== Exercise prompt ==
This exercise calls for a copy of every line in the listing below that carries the word "derive".

== Input ==

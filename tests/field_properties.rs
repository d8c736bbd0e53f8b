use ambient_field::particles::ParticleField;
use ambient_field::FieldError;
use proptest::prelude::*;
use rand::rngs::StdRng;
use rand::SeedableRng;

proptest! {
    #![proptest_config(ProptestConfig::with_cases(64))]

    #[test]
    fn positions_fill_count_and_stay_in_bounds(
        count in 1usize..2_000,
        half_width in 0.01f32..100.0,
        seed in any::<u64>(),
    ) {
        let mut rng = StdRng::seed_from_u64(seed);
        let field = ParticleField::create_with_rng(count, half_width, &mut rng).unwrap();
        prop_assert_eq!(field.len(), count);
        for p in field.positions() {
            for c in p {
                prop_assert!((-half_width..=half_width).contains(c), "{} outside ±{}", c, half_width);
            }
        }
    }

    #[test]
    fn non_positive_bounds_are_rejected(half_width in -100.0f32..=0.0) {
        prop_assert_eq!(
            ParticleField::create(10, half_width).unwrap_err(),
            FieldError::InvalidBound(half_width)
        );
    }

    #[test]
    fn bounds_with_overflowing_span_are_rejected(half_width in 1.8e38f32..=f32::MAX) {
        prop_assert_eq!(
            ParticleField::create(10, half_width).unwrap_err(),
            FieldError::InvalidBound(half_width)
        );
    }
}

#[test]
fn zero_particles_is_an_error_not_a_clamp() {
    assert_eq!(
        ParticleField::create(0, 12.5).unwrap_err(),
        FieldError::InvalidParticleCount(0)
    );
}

--

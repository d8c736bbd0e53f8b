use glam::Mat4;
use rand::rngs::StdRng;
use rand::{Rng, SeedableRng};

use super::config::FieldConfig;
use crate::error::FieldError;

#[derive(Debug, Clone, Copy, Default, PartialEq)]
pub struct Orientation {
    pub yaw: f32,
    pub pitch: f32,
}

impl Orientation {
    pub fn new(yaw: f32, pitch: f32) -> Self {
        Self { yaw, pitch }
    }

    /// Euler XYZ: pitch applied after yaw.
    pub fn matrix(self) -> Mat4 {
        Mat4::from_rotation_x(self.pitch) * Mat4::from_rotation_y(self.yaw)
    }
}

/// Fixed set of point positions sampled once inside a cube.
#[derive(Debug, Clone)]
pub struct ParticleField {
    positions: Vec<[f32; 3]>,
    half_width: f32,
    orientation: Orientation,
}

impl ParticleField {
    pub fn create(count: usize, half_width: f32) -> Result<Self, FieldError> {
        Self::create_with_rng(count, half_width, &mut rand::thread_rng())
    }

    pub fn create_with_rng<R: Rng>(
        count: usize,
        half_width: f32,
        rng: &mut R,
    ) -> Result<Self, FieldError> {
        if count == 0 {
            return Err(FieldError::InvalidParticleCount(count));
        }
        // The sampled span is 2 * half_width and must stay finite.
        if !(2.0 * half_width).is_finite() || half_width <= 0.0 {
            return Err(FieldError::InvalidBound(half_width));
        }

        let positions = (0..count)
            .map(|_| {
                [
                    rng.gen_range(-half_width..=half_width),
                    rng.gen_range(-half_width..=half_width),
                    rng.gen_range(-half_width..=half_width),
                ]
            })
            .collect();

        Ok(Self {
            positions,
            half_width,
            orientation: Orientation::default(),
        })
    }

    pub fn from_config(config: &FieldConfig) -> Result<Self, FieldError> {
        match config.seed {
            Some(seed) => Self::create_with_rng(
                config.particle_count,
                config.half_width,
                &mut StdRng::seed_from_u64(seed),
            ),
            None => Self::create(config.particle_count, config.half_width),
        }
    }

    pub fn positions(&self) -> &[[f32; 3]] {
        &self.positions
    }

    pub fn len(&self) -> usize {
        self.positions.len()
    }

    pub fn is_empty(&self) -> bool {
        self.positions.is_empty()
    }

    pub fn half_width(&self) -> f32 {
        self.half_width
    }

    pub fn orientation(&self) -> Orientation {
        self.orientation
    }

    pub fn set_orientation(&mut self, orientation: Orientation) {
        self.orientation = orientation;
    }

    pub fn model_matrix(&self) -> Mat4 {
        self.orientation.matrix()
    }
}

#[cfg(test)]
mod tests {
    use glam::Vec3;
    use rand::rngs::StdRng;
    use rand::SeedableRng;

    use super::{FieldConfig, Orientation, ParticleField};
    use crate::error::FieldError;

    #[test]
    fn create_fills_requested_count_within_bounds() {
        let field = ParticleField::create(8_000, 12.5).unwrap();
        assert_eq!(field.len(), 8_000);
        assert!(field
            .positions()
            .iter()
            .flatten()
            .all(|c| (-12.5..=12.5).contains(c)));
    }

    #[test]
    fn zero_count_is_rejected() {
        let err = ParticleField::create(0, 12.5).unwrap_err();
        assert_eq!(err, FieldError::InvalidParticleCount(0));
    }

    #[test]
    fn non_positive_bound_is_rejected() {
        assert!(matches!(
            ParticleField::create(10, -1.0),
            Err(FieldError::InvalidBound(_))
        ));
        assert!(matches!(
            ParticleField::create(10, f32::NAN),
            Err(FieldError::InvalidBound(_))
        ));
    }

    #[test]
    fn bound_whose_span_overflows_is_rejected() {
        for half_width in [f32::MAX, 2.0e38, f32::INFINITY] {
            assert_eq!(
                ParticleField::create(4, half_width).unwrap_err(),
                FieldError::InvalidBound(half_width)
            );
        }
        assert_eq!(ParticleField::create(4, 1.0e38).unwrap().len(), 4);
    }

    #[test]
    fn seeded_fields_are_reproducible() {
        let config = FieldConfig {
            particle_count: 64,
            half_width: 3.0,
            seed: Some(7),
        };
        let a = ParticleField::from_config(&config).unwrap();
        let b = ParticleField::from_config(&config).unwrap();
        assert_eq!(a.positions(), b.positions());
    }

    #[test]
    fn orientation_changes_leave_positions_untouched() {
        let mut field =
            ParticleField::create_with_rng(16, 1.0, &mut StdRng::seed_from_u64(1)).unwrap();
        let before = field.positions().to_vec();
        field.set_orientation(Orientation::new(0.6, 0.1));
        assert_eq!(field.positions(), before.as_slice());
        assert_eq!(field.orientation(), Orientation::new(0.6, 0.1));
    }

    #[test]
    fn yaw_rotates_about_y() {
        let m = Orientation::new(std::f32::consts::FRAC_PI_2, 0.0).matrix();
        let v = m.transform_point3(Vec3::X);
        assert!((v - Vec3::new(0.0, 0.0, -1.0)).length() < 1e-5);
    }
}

== Task output ==
#[derive(Debug, Clone, Copy, Default, PartialEq)]
#[derive(Debug, Clone)]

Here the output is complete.